Though the football metaphor may be a confusing, the gist of Yaccarino’s complaint stems from the overlying problem in today’s TV ratings: Nielsen only considers viewers of live and recently recorded TV. Nielsen fails to include the growing population who binge watches every season of their favorite shows on Netflix, Hulu, iTunes or even on-demand cable. The reason: These platforms either don’t air advertisements, or their advertisements are different from those shown during TV broadcast.
In short, advertisers don’t care how many people watch a show; they care how many people watch their advertisements.
“The perception for a long time in the industry is that Nielsen has been somewhat slow to adapt their measurement to changing patterns of media consumption,” said Tuna Amobi, an equity analyst covering media companies at S&P Capital.

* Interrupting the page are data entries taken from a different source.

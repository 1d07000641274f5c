//! Symptom journal
//!
//! Dated symptom entries with a 1-10 severity and optional vitals, plus the
//! CSV export used to bring logs into clinical appointments.

use chrono::{DateTime, NaiveDate};
use serde::{Deserialize, Serialize};
use uuid::Uuid;

/// One journal entry. Timestamps are UTC midnight of the entry date.
#[derive(Debug, Clone, PartialEq, Serialize, Deserialize)]
#[serde(rename_all = "camelCase")]
pub struct SymptomEntry {
    pub id: String,
    pub date_ts: i64,
    pub name: String,
    pub severity: u8,
    #[serde(default, skip_serializing_if = "Option::is_none")]
    pub hr: Option<u32>,
    #[serde(default, skip_serializing_if = "Option::is_none")]
    pub sys: Option<u32>,
    #[serde(default, skip_serializing_if = "Option::is_none")]
    pub dia: Option<u32>,
    #[serde(default)]
    pub notes: String,
}

impl SymptomEntry {
    /// Build an entry for a calendar date. Severity clamps into 1..=10.
    pub fn new(
        date: NaiveDate,
        name: String,
        severity: u8,
        hr: Option<u32>,
        sys: Option<u32>,
        dia: Option<u32>,
        notes: String,
    ) -> Self {
        Self {
            id: Uuid::new_v4().to_string(),
            date_ts: start_of_day_ms(date),
            name,
            severity: severity.clamp(1, 10),
            hr,
            sys,
            dia,
            notes,
        }
    }

    /// Entry date as YYYY-MM-DD.
    pub fn date_string(&self) -> String {
        match DateTime::from_timestamp_millis(self.date_ts) {
            Some(dt) => dt.format("%Y-%m-%d").to_string(),
            None => String::new(),
        }
    }
}

/// UTC midnight of a date, in ms since epoch.
pub fn start_of_day_ms(date: NaiveDate) -> i64 {
    date.and_hms_opt(0, 0, 0)
        .map(|dt| dt.and_utc().timestamp_millis())
        .unwrap_or(0)
}

/// Entries inside the inclusive [from, to] date range, newest first. The
/// upper bound extends to the end of its day.
pub fn in_range<'a>(
    entries: &'a [SymptomEntry],
    from: Option<NaiveDate>,
    to: Option<NaiveDate>,
) -> Vec<&'a SymptomEntry> {
    let from_ms = from.map(start_of_day_ms).unwrap_or(i64::MIN);
    let to_ms = to
        .map(|d| start_of_day_ms(d) + 24 * 3600 * 1000 - 1)
        .unwrap_or(i64::MAX);

    let mut matching: Vec<&SymptomEntry> = entries
        .iter()
        .filter(|e| e.date_ts >= from_ms && e.date_ts <= to_ms)
        .collect();
    matching.sort_by_key(|e| std::cmp::Reverse(e.date_ts));
    matching
}

/// Render entries as CSV, every field double-quoted, newlines in notes
/// flattened to spaces.
pub fn to_csv(entries: &[SymptomEntry]) -> String {
    let header = [
        "Date",
        "Symptom",
        "Severity",
        "HeartRate",
        "Systolic",
        "Diastolic",
        "Notes",
    ];

    let mut lines = Vec::with_capacity(entries.len() + 1);
    lines.push(csv_row(header.iter().map(|s| s.to_string())));

    for e in entries {
        lines.push(csv_row(
            [
                e.date_string(),
                e.name.clone(),
                e.severity.to_string(),
                e.hr.map(|v| v.to_string()).unwrap_or_default(),
                e.sys.map(|v| v.to_string()).unwrap_or_default(),
                e.dia.map(|v| v.to_string()).unwrap_or_default(),
                e.notes.replace('\n', " "),
            ]
            .into_iter(),
        ));
    }

    lines.join("\n")
}

fn csv_row(fields: impl Iterator<Item = String>) -> String {
    fields
        .map(|f| format!("\"{}\"", f.replace('"', "\"\"")))
        .collect::<Vec<_>>()
        .join(",")
}

#[cfg(test)]
mod tests {
    use super::*;

    fn date(s: &str) -> NaiveDate {
        NaiveDate::parse_from_str(s, "%Y-%m-%d").unwrap()
    }

    fn entry(day: &str, name: &str) -> SymptomEntry {
        SymptomEntry::new(date(day), name.to_string(), 5, None, None, None, String::new())
    }

    #[test]
    fn test_severity_clamps() {
        let low = SymptomEntry::new(date("2025-06-01"), "x".into(), 0, None, None, None, "".into());
        let high =
            SymptomEntry::new(date("2025-06-01"), "x".into(), 99, None, None, None, "".into());
        assert_eq!(low.severity, 1);
        assert_eq!(high.severity, 10);
    }

    #[test]
    fn test_range_is_inclusive_of_both_ends() {
        let entries = vec![
            entry("2025-06-01", "a"),
            entry("2025-06-02", "b"),
            entry("2025-06-03", "c"),
        ];

        let hits = in_range(&entries, Some(date("2025-06-01")), Some(date("2025-06-02")));
        let names: Vec<&str> = hits.iter().map(|e| e.name.as_str()).collect();
        // Newest first, both boundary days included
        assert_eq!(names, vec!["b", "a"]);

        let open_ended = in_range(&entries, Some(date("2025-06-02")), None);
        assert_eq!(open_ended.len(), 2);
    }

    #[test]
    fn test_csv_quoting_and_newline_flattening() {
        let mut e = SymptomEntry::new(
            date("2025-06-01"),
            "Chest \"pain\"".to_string(),
            7,
            Some(95),
            Some(130),
            Some(85),
            "line one\nline two".to_string(),
        );
        e.id = "fixed".to_string();

        let csv = to_csv(&[e]);
        let mut lines = csv.lines();
        assert_eq!(
            lines.next().unwrap(),
            "\"Date\",\"Symptom\",\"Severity\",\"HeartRate\",\"Systolic\",\"Diastolic\",\"Notes\""
        );
        assert_eq!(
            lines.next().unwrap(),
            "\"2025-06-01\",\"Chest \"\"pain\"\"\",\"7\",\"95\",\"130\",\"85\",\"line one line two\""
        );
    }

    #[test]
    fn test_csv_blank_vitals() {
        let e = entry("2025-06-01", "Fatigue");
        let csv = to_csv(&[e]);
        assert!(csv.lines().nth(1).unwrap().contains("\"\",\"\",\"\""));
    }
}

While Nielsen has expanded its ratings services to cover many elements of consumer culture, it has yet to figure out a way to incorporate viewers from other platforms in its TV ratings. However, it is studying them as well as what they are saying on social media. Some recent moves:
- Expanding research on viewers watching shows through Netflix and digital-only platforms
- Expanding its partnership with Twitter to monitor social-media content about TV shows
- Analyzing data from Facebook to create “social content ratings”
To further maintain its monopoly on the TV ratings industry, in the past year Nielsen has released 69 new products and technology innovations. Most notably, Nielsen introduced a “total audience metric” to track TV viewing across video on demand, mobile and streaming. But is it enough? Either Nielsen is working hard to stay afloat of the criticism or it is worried about potential competitors.
New competitors are emerging, though they might not be enough to dethrone Nielsen, which receives hundreds of millions of dollars a year from the television industry that it measures.
Predictions for the future
The future of TV advertising is unclear.
- Will ratings even be relevant in a few years?
- Will ads be bought and sold based on specific data about viewers, such as location, occupation, salary and purchases?
However, a few things are clear:
- $70 billion in advertising dollars are traded in the United States each year based on Nielsen’s ratings.
- Hundreds of television programs live or die based on Nielsen’s ratings.
- Online viewership may continue to be insignificant to TV advertising as long as the ads shown during an online broadcast are different from the ones shown during the TV broadcast.
NBC’s Alan Wurtzel summed it up in this way: “Are we happy with the way we’re following technology and being able to measure it? No. We’re way behind. On the other hand, are Nielsen ratings important and critical to the industry and as important to the industry as they ever were? Absolutely, when you consider that if we didn’t have them, we wouldn’t get paid.